Memorial Sloan Kettering Cancer Center researchers, led by first-author
Sarah Borderud, claimed on September 22, 2014, that e-cigarettes did not help
cancer patients quit smoking (media story here). They based that statement on a study they published online in Cancer, a journal of the American
Cancer Society (abstract here).
The researchers had enrolled 1,074 cancer patients in a smoking
cessation program. They subsequently found
that “E-cigarette users were as likely to be smoking at the time of follow-up
as nonusers (odds ratio, 1.0; 95% confidence interval, 0.5-1.7).”
Upon reading the study, I found a significant error: the
main results table reported the exact opposite of the text. On October 16, I submitted a letter to the Cancer editor, co-signed by my colleagues
Nantaporn Plurphanswat and Carl Phillips, requesting a correction.
Six weeks later, on November 25, a correction was published
on the Cancer website. It said: “The authors discovered some
errors…in Table 2.” The circumstances
strongly suggest that the authors didn’t “discover” the errors, we did. The journal office had our letter on October 16,
six weeks before the correction appeared.
Our letter, published online on March 4 (here), described other problems with the study; one is particularly important.
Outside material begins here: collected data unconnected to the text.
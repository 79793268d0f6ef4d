use std::ffi::OsString;
use std::path::{Path, PathBuf};

use anyhow::Result;
use clap::Parser;
use tracing::info;

use crate::layout::{CellValue, TITLES, generate, sample_data};
use crate::render::{self, OutputFormat};
use crate::styles::build_styles;

/// A weekly timesheet workbook with totals formulas.
#[derive(Parser, Debug)]
#[command(name = "timesheet")]
struct Cli {
    /// Write the legacy .xls container instead of .xlsx
    #[arg(long)]
    xls: bool,
}

impl Cli {
    fn format(&self) -> OutputFormat {
        if self.xls {
            OutputFormat::Xls
        } else {
            OutputFormat::Xlsx
        }
    }
}

/// Lays out the timesheet for `titles`/`sample` and saves it at `path`.
pub fn write_timesheet(
    path: &Path,
    format: OutputFormat,
    titles: &[&str],
    sample: &[Vec<CellValue>],
) -> Result<()> {
    let styles = build_styles();
    let sheet = generate(titles, sample);
    let book = render::render(&sheet, &styles)?;
    render::write(&book, path, format)
}

pub fn run(args: impl IntoIterator<Item = OsString>) -> Result<()> {
    let format = Cli::parse_from(args).format();

    let output_path = PathBuf::from(format.default_file_name());
    info!(?format, path = %output_path.display(), "generating timesheet");
    write_timesheet(&output_path, format, &TITLES, &sample_data())?;
    println!("文件已保存为: {}", output_path.display());
    Ok(())
}
//! Named cell styles used by the timesheet.
//!
//! Styles are plain data here; `render` turns them into `umya_spreadsheet::Style`.

/// The closed set of style buckets a timesheet cell can carry.
#[derive(Debug, Clone, Copy, PartialEq, Eq, Hash, PartialOrd, Ord)]
pub enum StyleId {
    Title,
    Header,
    Cell,
    Formula,
    Formula2,
}

impl StyleId {
    pub const ALL: [StyleId; 5] = [
        StyleId::Title,
        StyleId::Header,
        StyleId::Cell,
        StyleId::Formula,
        StyleId::Formula2,
    ];

    pub fn name(self) -> &'static str {
        match self {
            StyleId::Title => "title",
            StyleId::Header => "header",
            StyleId::Cell => "cell",
            StyleId::Formula => "formula",
            StyleId::Formula2 => "formula_2",
        }
    }

    fn slot(self) -> usize {
        self as usize
    }
}

#[derive(Debug, Clone, Copy, PartialEq, Eq, Default)]
pub enum HAlign {
    #[default]
    General,
    Center,
}

#[derive(Debug, Clone, Copy, PartialEq, Eq, Default)]
pub enum VAlign {
    #[default]
    Bottom,
    Center,
}

#[derive(Debug, Clone, PartialEq, Default)]
pub struct FontSpec {
    pub size: Option<f64>,
    pub bold: bool,
    /// ARGB hex, e.g. `ffffffff`.
    pub color: Option<&'static str>,
}

#[derive(Debug, Clone, PartialEq, Default)]
pub struct StyleSpec {
    pub font: FontSpec,
    /// Solid fill colour (ARGB hex).
    pub fill: Option<&'static str>,
    /// Thin border on all four sides, in this colour.
    pub border: Option<&'static str>,
    pub number_format: Option<&'static str>,
    pub horizontal: HAlign,
    pub vertical: VAlign,
    pub wrap_text: bool,
}

// Lower-case ARGB keeps umya from mapping these onto its indexed palette.
pub const WHITE: &str = "ffffffff";
pub const BLACK: &str = "ff000000";
pub const GREY_25_PERCENT: &str = "ffc0c0c0";
pub const GREY_40_PERCENT: &str = "ff969696";
pub const GREY_50_PERCENT: &str = "ff808080";

/// One entry per `StyleId`, `StyleSpec` unless mapped to something else.
#[derive(Debug, Clone, PartialEq)]
pub struct StyleBook<T = StyleSpec> {
    specs: [T; 5],
}

impl<T> StyleBook<T> {
    pub fn get(&self, id: StyleId) -> &T {
        &self.specs[id.slot()]
    }

    pub fn iter(&self) -> impl Iterator<Item = (StyleId, &T)> {
        StyleId::ALL.into_iter().map(|id| (id, self.get(id)))
    }

    /// Same buckets, each entry converted by `f`.
    pub fn map<U>(&self, f: impl FnMut(&T) -> U) -> StyleBook<U> {
        StyleBook {
            specs: self.specs.each_ref().map(f),
        }
    }
}

pub fn build_styles() -> StyleBook {
    let title = StyleSpec {
        font: FontSpec {
            size: Some(18.0),
            bold: true,
            color: None,
        },
        horizontal: HAlign::Center,
        vertical: VAlign::Center,
        ..StyleSpec::default()
    };

    let header = StyleSpec {
        font: FontSpec {
            size: Some(11.0),
            bold: false,
            color: Some(WHITE),
        },
        fill: Some(GREY_50_PERCENT),
        horizontal: HAlign::Center,
        vertical: VAlign::Center,
        wrap_text: true,
        ..StyleSpec::default()
    };

    let cell = StyleSpec {
        border: Some(BLACK),
        horizontal: HAlign::Center,
        wrap_text: true,
        ..StyleSpec::default()
    };

    let formula = |fill| StyleSpec {
        fill: Some(fill),
        number_format: Some("0.00"),
        horizontal: HAlign::Center,
        vertical: VAlign::Center,
        ..StyleSpec::default()
    };

    let mut specs: [StyleSpec; 5] = Default::default();
    specs[StyleId::Title.slot()] = title;
    specs[StyleId::Header.slot()] = header;
    specs[StyleId::Cell.slot()] = cell;
    specs[StyleId::Formula.slot()] = formula(GREY_25_PERCENT);
    specs[StyleId::Formula2.slot()] = formula(GREY_40_PERCENT);

    StyleBook { specs }
}

#[cfg(test)]
mod tests {
    use super::*;

    #[test]
    fn every_bucket_is_populated() {
        let book = build_styles();
        for (id, spec) in book.iter() {
            assert_ne!(spec, &StyleSpec::default(), "{} is empty", id.name());
        }
    }

    #[test]
    fn same_styles_every_time() {
        assert_eq!(build_styles(), build_styles());
    }

    #[test]
    fn formula_buckets_differ_only_by_fill() {
        let book = build_styles();
        let f1 = book.get(StyleId::Formula);
        let f2 = book.get(StyleId::Formula2);
        assert_eq!(f1.number_format, Some("0.00"));
        assert_eq!(f1.fill, Some(GREY_25_PERCENT));
        assert_eq!(f2.fill, Some(GREY_40_PERCENT));
        assert_eq!(
            StyleSpec { fill: None, ..f1.clone() },
            StyleSpec { fill: None, ..f2.clone() }
        );
    }

    #[test]
    fn header_is_white_on_grey() {
        let header = build_styles().get(StyleId::Header).clone();
        assert_eq!(header.font.color, Some(WHITE));
        assert_eq!(header.fill, Some(GREY_50_PERCENT));
        assert!(header.wrap_text);
    }

    #[test]
    fn title_is_large_bold() {
        let title = build_styles().get(StyleId::Title).clone();
        assert_eq!(title.font.size, Some(18.0));
        assert!(title.font.bold);
    }

    #[test]
    fn mapped_book_keeps_buckets_in_place() {
        let book = build_styles();
        let fills = book.map(|spec| spec.fill);
        for id in StyleId::ALL {
            assert_eq!(*fills.get(id), book.get(id).fill, "{}", id.name());
        }
        assert_eq!(*fills.get(StyleId::Formula2), Some(GREY_40_PERCENT));
    }

    #[test]
    fn names_match_buckets() {
        let names: Vec<_> = StyleId::ALL.iter().map(|id| id.name()).collect();
        assert_eq!(names, ["title", "header", "cell", "formula", "formula_2"]);
    }
}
Borderud et al. claimed: “Using an intention-to-treat
analysis, E-cigarette users were twice as likely to be smoking at the time of
follow-up as nonusers (odds ratio, 2.0; 95% confidence interval, 1.2-3.3).” In other words, e-cigarettes were harmful.
They reached this striking result by assuming that anyone
lost during follow-up had continued to smoke.
We pointed out that “Smokers who were E-cigarette users were twice as
likely to be lost to follow-up as the other smokers (66% vs 32%)… The
conclusion that E-cigarette users were twice as likely to be smoking is purely
an artifact of the assumption. An equally plausible counter-assumption is that dropouts left the program because they had
quit smoking...” They didn’t
consider this possibility, but they should have.
Carl Phillips’ goes into more detail about the technical
irregularities here.
1 comment:
Absolutely shameful!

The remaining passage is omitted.